Task statement: Those lines of the records that contain "Branch" are to be located and copied.

** Opening Data provided block **

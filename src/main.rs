use std::error::Error;
use std::fs;
use std::io::{self, BufRead, Write};
use std::path::PathBuf;
use std::time::Duration;

use script_debugger::config::DebuggerConfig;
use script_debugger::debugger::{Command, Debugger, FocusRange, Phase, SessionHandle};
use tracing::info;

const SETTLE_POLL: Duration = Duration::from_millis(500);

const HELP: &str = "Commands: (s)tep, (n)ext/step-over, (c)ontinue, (r)ewind, (q)uit, \
b <line> [\"cond\"], d <line>, bl, p <expr>, vars, stack, status, viz, profile";

struct Options {
    script: PathBuf,
    config: Option<PathBuf>,
    focus: Option<FocusRange>,
}

fn parse_args(mut args: impl Iterator<Item = String>) -> Result<Options, String> {
    let mut script = None;
    let mut config = None;
    let mut focus = None;
    while let Some(arg) = args.next() {
        match arg.as_str() {
            "--config" => {
                config = Some(args.next().ok_or("--config needs a path")?.into());
            }
            "--focus" => {
                let range = args.next().ok_or("--focus needs <first>:<last>")?;
                focus = Some(parse_focus(&range)?);
            }
            other if other.starts_with("--") => return Err(format!("unknown option {other}")),
            other => script = Some(PathBuf::from(other)),
        }
    }
    Ok(Options {
        script: script.ok_or("usage: script-debugger [--config <path>] [--focus a:b] <script>")?,
        config,
        focus,
    })
}

fn parse_focus(text: &str) -> Result<FocusRange, String> {
    let (first, last) = text
        .split_once(':')
        .ok_or_else(|| format!("invalid focus range '{text}'"))?;
    let first = first.trim().parse().map_err(|_| format!("invalid line '{first}'"))?;
    let last = last.trim().parse().map_err(|_| format!("invalid line '{last}'"))?;
    Ok(FocusRange::new(first, last))
}

fn main() -> Result<(), Box<dyn Error>> {
    tracing_subscriber::fmt()
        .with_env_filter(
            tracing_subscriber::EnvFilter::from_default_env()
                .add_directive(tracing::Level::INFO.into()),
        )
        .with_writer(std::io::stderr)
        .init();

    let options = parse_args(std::env::args().skip(1))?;
    let config = match &options.config {
        Some(path) => DebuggerConfig::load(path)?,
        None => DebuggerConfig::default(),
    };
    let source = fs::read_to_string(&options.script)?;
    info!(script = %options.script.display(), "starting interactive mode");

    let mut debugger = Debugger::new(config);
    let session = debugger.start_run(&source, options.focus)?;
    run_console(&session)?;
    debugger.shutdown()?;
    Ok(())
}

fn run_console(session: &SessionHandle) -> io::Result<()> {
    let stdin = io::stdin();
    let mut input = stdin.lock();
    let mut printed = 0;

    loop {
        let Some(phase) = session.wait_until_settled(SETTLE_POLL) else {
            continue;
        };
        let status = session.status();
        print_output(&status.output, &mut printed)?;

        if phase == Phase::Terminated {
            match &status.exception {
                Some(exception) => eprintln!("\nProgram raised {exception}"),
                None => eprintln!("\nProgram finished"),
            }
            return Ok(());
        }

        if let Some(line) = status.current_line {
            let function = status.frames.first().map_or("<module>", |f| f.function.as_str());
            eprintln!("\nStopped at line {line} in {function}");
            eprintln!("    {}", session.unit().line(line).unwrap_or_default().trim());
        }

        'prompt: loop {
            eprint!("> ");
            io::stderr().flush()?;

            let mut line = String::new();
            if input.read_line(&mut line)? == 0 {
                let _ = session.send_command(Command::Terminate);
                break 'prompt;
            }
            let line = line.trim();
            let Some(words) = shlex::split(line) else {
                eprintln!("Invalid quoting");
                continue;
            };

            let command = match words.first().map(String::as_str) {
                None | Some("s" | "step") => Command::Step,
                Some("n" | "next" | "step-over") => Command::StepOver,
                Some("c" | "continue") => Command::Continue,
                Some("r" | "rewind" | "back") => Command::Rewind,
                Some("q" | "quit") => Command::Terminate,
                Some("b") => {
                    match words.get(1).and_then(|n| n.parse::<usize>().ok()) {
                        Some(target) => session.set_breakpoint(target, words.get(2).cloned()),
                        None => eprintln!("Invalid line number"),
                    }
                    continue;
                }
                Some("d") => {
                    match words.get(1).and_then(|n| n.parse::<usize>().ok()) {
                        Some(target) if session.clear_breakpoint(target) => {
                            eprintln!("Breakpoint removed from line {target}")
                        }
                        Some(target) => eprintln!("No breakpoint at line {target}"),
                        None => eprintln!("Invalid line number"),
                    }
                    continue;
                }
                Some("bl") => {
                    print_json(&session.breakpoints());
                    continue;
                }
                Some("p") => {
                    let text = line.strip_prefix('p').unwrap_or_default().trim();
                    match session.evaluate(text) {
                        Ok(evaluation) => {
                            if !evaluation.output.is_empty() {
                                eprint!("{}", evaluation.output);
                            }
                            if let Some(result) = &evaluation.result {
                                eprintln!("{result}");
                            }
                            if let Some(error) = &evaluation.error {
                                eprintln!("error: {error}");
                            }
                            for note in evaluation.notes() {
                                eprintln!("  ({note})");
                            }
                        }
                        Err(err) => eprintln!("{err}"),
                    }
                    continue;
                }
                Some("vars") => {
                    let status = session.status();
                    for (name, value) in &status.variables.locals {
                        eprintln!("  {name} = {value}");
                    }
                    continue;
                }
                Some("stack") => {
                    let status = session.status();
                    for (depth, frame) in status.frames.iter().enumerate() {
                        eprintln!("  #{depth}: {} at line {}", frame.function, frame.line);
                    }
                    continue;
                }
                Some("status") => {
                    print_json(&session.status());
                    continue;
                }
                Some("viz") => {
                    let visualization = session.visualization();
                    eprintln!("{}\n\n{}", visualization.flowchart, visualization.call_graph);
                    continue;
                }
                Some("profile") => {
                    print_json(&session.profile());
                    continue;
                }
                Some("h" | "help") => {
                    eprintln!("{HELP}");
                    continue;
                }
                Some(other) => {
                    eprintln!("Unknown command: {other}");
                    continue;
                }
            };

            match session.send_command(command) {
                Ok(()) => break 'prompt,
                Err(err) => eprintln!("{err}"),
            }
        }
    }
}

fn print_output(output: &str, printed: &mut usize) -> io::Result<()> {
    if let Some(fresh) = output.get(*printed..) {
        let mut stdout = io::stdout().lock();
        stdout.write_all(fresh.as_bytes())?;
        stdout.flush()?;
    }
    *printed = output.len();
    Ok(())
}

fn print_json(value: &impl serde::Serialize) {
    match serde_json::to_string_pretty(value) {
        Ok(json) => eprintln!("{json}"),
        Err(err) => eprintln!("failed to render: {err}"),
    }
}
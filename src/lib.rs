//! Interactive debugger for line-oriented scripts: a tree-walking interpreter
//! instrumented with trace events, and a debug control core that pauses,
//! steps, rewinds and inspects a run from another thread.

pub mod config;
pub mod debugger;
pub mod error;
pub mod executor;
pub mod parser;

pub use config::DebuggerConfig;
pub use debugger::{Debugger, SessionHandle};
pub use error::{DebugError, DebugResult};
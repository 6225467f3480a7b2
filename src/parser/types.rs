use std::sync::Arc;

/// Lexical token with the 1-based line it starts on.
#[derive(Debug, Clone, PartialEq)]
pub struct Token {
    pub kind: TokenKind,
    pub line: usize,
}

#[derive(Debug, Clone, PartialEq)]
pub enum TokenKind {
    Int(i64),
    Float(f64),
    Str(String),
    Ident(String),
    Keyword(Keyword),
    LParen,
    RParen,
    LBracket,
    RBracket,
    Comma,
    Colon,
    Assign,
    PlusAssign,
    MinusAssign,
    StarAssign,
    SlashAssign,
    Plus,
    Minus,
    Star,
    Slash,
    SlashSlash,
    Percent,
    EqEq,
    NotEq,
    Lt,
    Le,
    Gt,
    Ge,
    /// Statement separator: a newline or `;`.
    Newline,
    Eof,
}

#[derive(Debug, Clone, Copy, PartialEq, Eq)]
pub enum Keyword {
    If,
    Elif,
    Else,
    End,
    While,
    For,
    In,
    Def,
    Return,
    Break,
    Continue,
    Global,
    Pass,
    And,
    Or,
    Not,
    True,
    False,
    Nil,
}

impl Keyword {
    pub fn from_ident(text: &str) -> Option<Self> {
        let keyword = match text {
            "if" => Keyword::If,
            "elif" => Keyword::Elif,
            "else" => Keyword::Else,
            "end" => Keyword::End,
            "while" => Keyword::While,
            "for" => Keyword::For,
            "in" => Keyword::In,
            "def" => Keyword::Def,
            "return" => Keyword::Return,
            "break" => Keyword::Break,
            "continue" => Keyword::Continue,
            "global" => Keyword::Global,
            "pass" => Keyword::Pass,
            "and" => Keyword::And,
            "or" => Keyword::Or,
            "not" => Keyword::Not,
            "true" => Keyword::True,
            "false" => Keyword::False,
            "nil" => Keyword::Nil,
            _ => return None,
        };
        Some(keyword)
    }
}

#[derive(Debug, Clone, Copy, PartialEq, Eq)]
pub enum BinaryOp {
    Add,
    Sub,
    Mul,
    Div,
    FloorDiv,
    Mod,
    Eq,
    NotEq,
    Lt,
    Le,
    Gt,
    Ge,
}

impl BinaryOp {
    pub fn symbol(self) -> &'static str {
        match self {
            BinaryOp::Add => "+",
            BinaryOp::Sub => "-",
            BinaryOp::Mul => "*",
            BinaryOp::Div => "/",
            BinaryOp::FloorDiv => "//",
            BinaryOp::Mod => "%",
            BinaryOp::Eq => "==",
            BinaryOp::NotEq => "!=",
            BinaryOp::Lt => "<",
            BinaryOp::Le => "<=",
            BinaryOp::Gt => ">",
            BinaryOp::Ge => ">=",
        }
    }
}

#[derive(Debug, Clone, Copy, PartialEq, Eq)]
pub enum UnaryOp {
    Neg,
    Not,
}

#[derive(Debug, Clone, Copy, PartialEq, Eq)]
pub enum LogicalOp {
    And,
    Or,
}

#[derive(Debug, Clone, PartialEq)]
pub enum Expr {
    Nil,
    Bool(bool),
    Int(i64),
    Float(f64),
    Str(String),
    List(Vec<Expr>),
    Name(String),
    Unary {
        op: UnaryOp,
        operand: Box<Expr>,
    },
    Binary {
        op: BinaryOp,
        lhs: Box<Expr>,
        rhs: Box<Expr>,
    },
    Logical {
        op: LogicalOp,
        lhs: Box<Expr>,
        rhs: Box<Expr>,
    },
    Call {
        callee: Box<Expr>,
        args: Vec<Expr>,
    },
    Index {
        target: Box<Expr>,
        index: Box<Expr>,
    },
}

/// Left-hand side of an assignment.
#[derive(Debug, Clone, PartialEq)]
pub enum Target {
    Name(String),
    Index { target: Box<Target>, index: Expr },
}

impl Target {
    /// Variable the assignment ultimately writes to.
    pub fn root(&self) -> &str {
        match self {
            Target::Name(name) => name,
            Target::Index { target, .. } => target.root(),
        }
    }
}

#[derive(Debug, Clone, PartialEq)]
pub struct Stmt {
    pub line: usize,
    pub kind: StmtKind,
}

#[derive(Debug, Clone, PartialEq)]
pub struct Branch {
    pub line: usize,
    pub condition: Expr,
    pub body: Vec<Stmt>,
}

#[derive(Debug, Clone, PartialEq)]
pub enum StmtKind {
    Expr(Expr),
    Assign {
        target: Target,
        op: Option<BinaryOp>,
        value: Expr,
    },
    If {
        branches: Vec<Branch>,
        otherwise: Option<Vec<Stmt>>,
    },
    While {
        condition: Expr,
        body: Vec<Stmt>,
    },
    For {
        var: String,
        iterable: Expr,
        body: Vec<Stmt>,
    },
    Def(Arc<Function>),
    Return(Option<Expr>),
    Break,
    Continue,
    Global(Vec<String>),
    Pass,
}

/// User-defined function. Shared by every value that refers to it.
#[derive(Debug, PartialEq)]
pub struct Function {
    pub name: String,
    pub params: Vec<String>,
    pub body: Vec<Stmt>,
    /// Line of the `def` header.
    pub line: usize,
}

/// Parsed program.
#[derive(Debug, Clone, PartialEq)]
pub struct Program {
    pub statements: Vec<Stmt>,
}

** Closing Data provided block **

Finished task:
pub struct Branch {
        branches: Vec<Branch>,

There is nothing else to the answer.